I'm intrigued that GW's strategy actually worked. I was taunted a fair bit in my CT public schools for my Texan accent, and worked semi-successfully to squash it. The resulting mishmash of New England upbringing and deeply Southern roots has given me a speech pattern few folks can place. But I assume GW went to private schools which may have presented a very different environment. I was not infrequently challenged by other kids on my right to be on the honors track because of my Southern accent. Even one of my girlfriends made me repeat words over and over, chortling at how they sounded coming out of my mouth. I just don't think his strategy would've worked where I was.
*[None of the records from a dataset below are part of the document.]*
use crate::error::{Error, Result};
use crate::RAM_SIZE;

/// Flat, bounds-checked byte store.
///
/// ```text
/// 0xFFF +----------------+
///       | program / data |
/// 0x200 +----------------+
///       | reserved, font |
/// 0x000 +----------------+
/// ```
pub struct Memory {
    cells: Box<[u8]>,
}

impl Default for Memory {
    fn default() -> Self {
        Self::new(RAM_SIZE)
    }
}

impl Memory {
    pub fn new(size: usize) -> Self {
        Self {
            cells: vec![0; size].into_boxed_slice(),
        }
    }

    pub fn size(&self) -> usize {
        self.cells.len()
    }

    pub fn read(&self, address: usize) -> Result<u8> {
        self.cells
            .get(address)
            .copied()
            .ok_or(Error::OutOfBoundsMemory { address })
    }

    pub fn write(&mut self, address: usize, value: u8) -> Result<()> {
        let cell = self
            .cells
            .get_mut(address)
            .ok_or(Error::OutOfBoundsMemory { address })?;
        *cell = value;
        Ok(())
    }

    /// Reads `len` bytes starting at `start`. Fails without reading anything if
    /// any address in the range is out of bounds.
    pub fn read_range(&self, start: usize, len: usize) -> Result<&[u8]> {
        let end = self.checked_end(start, len)?;
        Ok(&self.cells[start..end])
    }

    /// Writes `bytes` starting at `start`. Fails without writing anything if
    /// any address in the range is out of bounds.
    pub fn write_range(&mut self, start: usize, bytes: &[u8]) -> Result<()> {
        let end = self.checked_end(start, bytes.len())?;
        self.cells[start..end].copy_from_slice(bytes);
        Ok(())
    }

    pub fn clear(&mut self) {
        self.cells.fill(0);
    }

    fn checked_end(&self, start: usize, len: usize) -> Result<usize> {
        let end = start
            .checked_add(len)
            .ok_or(Error::OutOfBoundsMemory { address: start })?;
        if len > 0 && start >= self.size() {
            return Err(Error::OutOfBoundsMemory { address: start });
        }
        if end > self.size() {
            // first address past the end of RAM
            return Err(Error::OutOfBoundsMemory {
                address: self.size().max(start),
            });
        }
        Ok(end)
    }
}
use crate::{SCREEN_HEIGHT, SCREEN_WIDTH};

/// What the CPU needs from a screen.
pub trait Display {
    /// Turn every pixel off.
    fn clear(&mut self);

    /// XOR `sprite` onto the screen with its top-left corner at (`x`, `y`).
    ///
    /// Each byte is a row and each bit a column, most significant bit first.
    /// Coordinates wrap around both edges. Returns `true` if any pixel that
    /// was on got turned off.
    fn draw_sprite(&mut self, sprite: &[u8], x: u8, y: u8) -> bool;
}

/// In-memory 64x32 monochrome framebuffer.
pub struct Screen {
    pixels: [bool; SCREEN_WIDTH * SCREEN_HEIGHT],
    dirty: bool,
}

impl Default for Screen {
    fn default() -> Self {
        Self {
            pixels: [false; SCREEN_WIDTH * SCREEN_HEIGHT],
            dirty: true,
        }
    }
}

impl Screen {
    pub fn new() -> Self {
        Self::default()
    }

    /// Row-major pixel states.
    pub fn pixels(&self) -> &[bool] {
        &self.pixels
    }

    pub fn pixel(&self, x: usize, y: usize) -> bool {
        self.pixels[(y % SCREEN_HEIGHT) * SCREEN_WIDTH + x % SCREEN_WIDTH]
    }

    pub fn is_dirty(&self) -> bool {
        self.dirty
    }

    /// Returns whether the screen changed since the last call and resets the
    /// flag.
    pub fn take_dirty(&mut self) -> bool {
        std::mem::take(&mut self.dirty)
    }

    fn toggle(&mut self, x: usize, y: usize) -> bool {
        let index = y * SCREEN_WIDTH + x;
        let was_on = self.pixels[index];
        self.pixels[index] = !was_on;
        was_on
    }
}

impl Display for Screen {
    fn clear(&mut self) {
        self.pixels = [false; SCREEN_WIDTH * SCREEN_HEIGHT];
        self.dirty = true;
    }

    fn draw_sprite(&mut self, sprite: &[u8], x: u8, y: u8) -> bool {
        let mut collision = false;
        for (row, bits) in sprite.iter().enumerate() {
            for col in 0..8 {
                if (bits >> (7 - col)) & 0x1 == 0 {
                    continue;
                }
                let px = (x as usize + col) % SCREEN_WIDTH;
                let py = (y as usize + row) % SCREEN_HEIGHT;
                collision |= self.toggle(px, py);
            }
        }
        self.dirty = true;
        collision
    }
}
Joel, it's interesting to me that you identify "Warshington" and "ant" as Hoosierisms. My entire family is Deep South and has been for many, many generations (until this one), and they all say "Warshington" and "ant." I managed (THANK GOD) to avoid "Warshington" but have always said "ant." So it's a Southern thing too, not just Midwestern.

I strongly agree that word choice is way better than accent for identification. After 30+ years in New England my parents have largely lost their Texan accents. But the vocabularly we use in the family, which fits in seemlessly when we're back in Texas for Christmas, makes many folks raise a puzzled eyebrow. It was word choice (plus eating habits and sports preferences) more than anything that made me realize Texan is an ethnic designation, not just a regional variation.

Anonymous said...

Call it political prejudice, but I'm surprised that Bush had such a heavy Texas accent that he would worry it would make him an outsider. Like me, he was born Up North and moved to Texas when he was two. Also like me, his parents did not have Texas accents. He left Texas to go to high school at Phillips Andover and college at Yale, whereas I didn't leave until college (and then went to a southern school). Yet my Texan-ness, as with Jeff Wilson's parents', was identifiable more from word choice than accent -- people were frequently surprised to discover that I was from Texas.

I also find it unlikely that Bush would have been much of an outsider in elite New England institutions, given his ancestry. The combination of pedigree and personality allows him to be an insider in both New Haven and Midland.

LaReinaCobre said...

A significant minority of folks in Oregon and Washington states say "Warsh" and "Warshington." I have no idea where that came from!

Anonymous said...

I say "ant" and "agg", but would never in a million years say "warsh". And I'm from San Francisco!
Did George W. ever have any real Texas accent at all? I've heard tapes of him speaking with a Connecticut accent, long ago. He sounded smarter....

Steven Rowe said...

As someone from the deepsouth (east), I've never heard Warshington. I hear equal amounts Ants and Aunts - but that seems to be cultural in this area.
Oddly enough, everyone in SC thinks my accent is from Ohio!

fausto said...

I think Bush's popularity at Andover had more to do with being a class clown than being a down-home country boy.

It's not like they didn't know who Bushes were.